I have a method which depends on new Date
to create a date object and then manipulates it. I'm testing that the manipulation works as expected, so I need to compare the returned date with expected date. In order to do that I need to make sure that new Date
returns the same value in the test and in the method being tested. How can I do that?
Is there a way to actually mock the return value of a constructor function?
I could create a module that can be required with a function that provides a date object and can be mocked. But that seems like an unnecessary abstraction in my code.
an example function to be tested...
module.exports = {
sameTimeTomorrow: function(){
var dt = new Date();
dt.setDate(dt + 1);
return dt;
}
};
how do I mock the return value of new Date()
?
You can mock a constructor like new Date() using jest.spyOn
as below:
test('mocks a constructor like new Date()', () => {
console.log('Normal: ', new Date().getTime())
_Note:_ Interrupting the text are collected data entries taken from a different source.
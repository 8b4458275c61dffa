// core/src/pipeline/execution.rs

//! `Pipeline::run()`: walks the steps in order and awaits each handler in turn.

use super::context_data::ContextData;
use super::control::{PipelineControl, PipelineResult};
use super::definition::Pipeline;
use crate::error::PipelineError;
use tracing::{event, instrument, span, Instrument, Level};

impl<TData, Err> Pipeline<TData, Err>
where
  TData: 'static + Send + Sync,
  Err: std::error::Error + From<PipelineError> + Send + Sync + 'static,
{
  /// Executes every step against `ctx_data`.
  ///
  /// The first handler error ends the run and is returned as-is. A handler
  /// returning `PipelineControl::Stop` ends the run with `PipelineResult::Stopped`.
  #[instrument(
    name = "Pipeline::run",
    skip_all,
    fields(
      pipeline_context_data_type = %std::any::type_name::<TData>(),
      num_steps = self.steps.len(),
    ),
    err(Display)
  )]
  pub async fn run(&self, ctx_data: ContextData<TData>) -> Result<PipelineResult, Err> {
    event!(Level::DEBUG, "Pipeline execution starting.");

    for (step_idx, step_def) in self.steps.iter().enumerate() {
      let step_name_str = step_def.name.as_str();

      let handlers = match self.on.get(step_name_str) {
        Some(handlers) if !handlers.is_empty() => handlers,
        _ if step_def.optional => {
          event!(Level::DEBUG, step_name = step_name_str, "Optional step has no handlers, skipping.");
          continue;
        }
        _ => {
          event!(Level::ERROR, step_name = step_name_str, "Non-optional step has no handlers.");
          return Err(Err::from(PipelineError::HandlerMissing {
            step_name: step_def.name.clone(),
          }));
        }
      };

      for (handler_idx, handler_fn) in handlers.iter().enumerate() {
        let handler_span = span!(
          Level::INFO,
          "pipeline_step",
          step_name = step_name_str,
          step_index = step_idx,
          handler_index = handler_idx
        );
        match handler_fn(ctx_data.clone()).instrument(handler_span).await {
          Ok(PipelineControl::Continue) => {}
          Ok(PipelineControl::Stop) => {
            event!(Level::INFO, step_name = step_name_str, "Pipeline stopped by a handler.");
            return Ok(PipelineResult::Stopped);
          }
          Err(e) => {
            event!(Level::ERROR, step_name = step_name_str, error = %e, "Step handler failed.");
            return Err(e);
          }
        }
      }
    }

    event!(Level::DEBUG, "Pipeline execution completed successfully.");
    Ok(PipelineResult::Completed)
  }
}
const mockDate = new Date(1466424490000)
const spy = jest
.spyOn(global, 'Date')
.mockImplementation(() => mockDate)
console.log('Mocked: ', new Date().getTime())
spy.mockRestore()
console.log('Restored: ', new Date().getTime())
})
And the output looks like:
Normal: 1566424897579
Mocked: 1466424490000
Restored: 1566424897608
See the reference project on GitHub.
Note: If you are using TypeScript and you would encounter a compilation error, Argument of type '() => Date' is not assignable to parameter of type '() => string'. Type 'Date' is not assignable to type 'string'
. In this case, a workaround is to use the mockdate library, which can be used to change when "now" is. See this question for more details.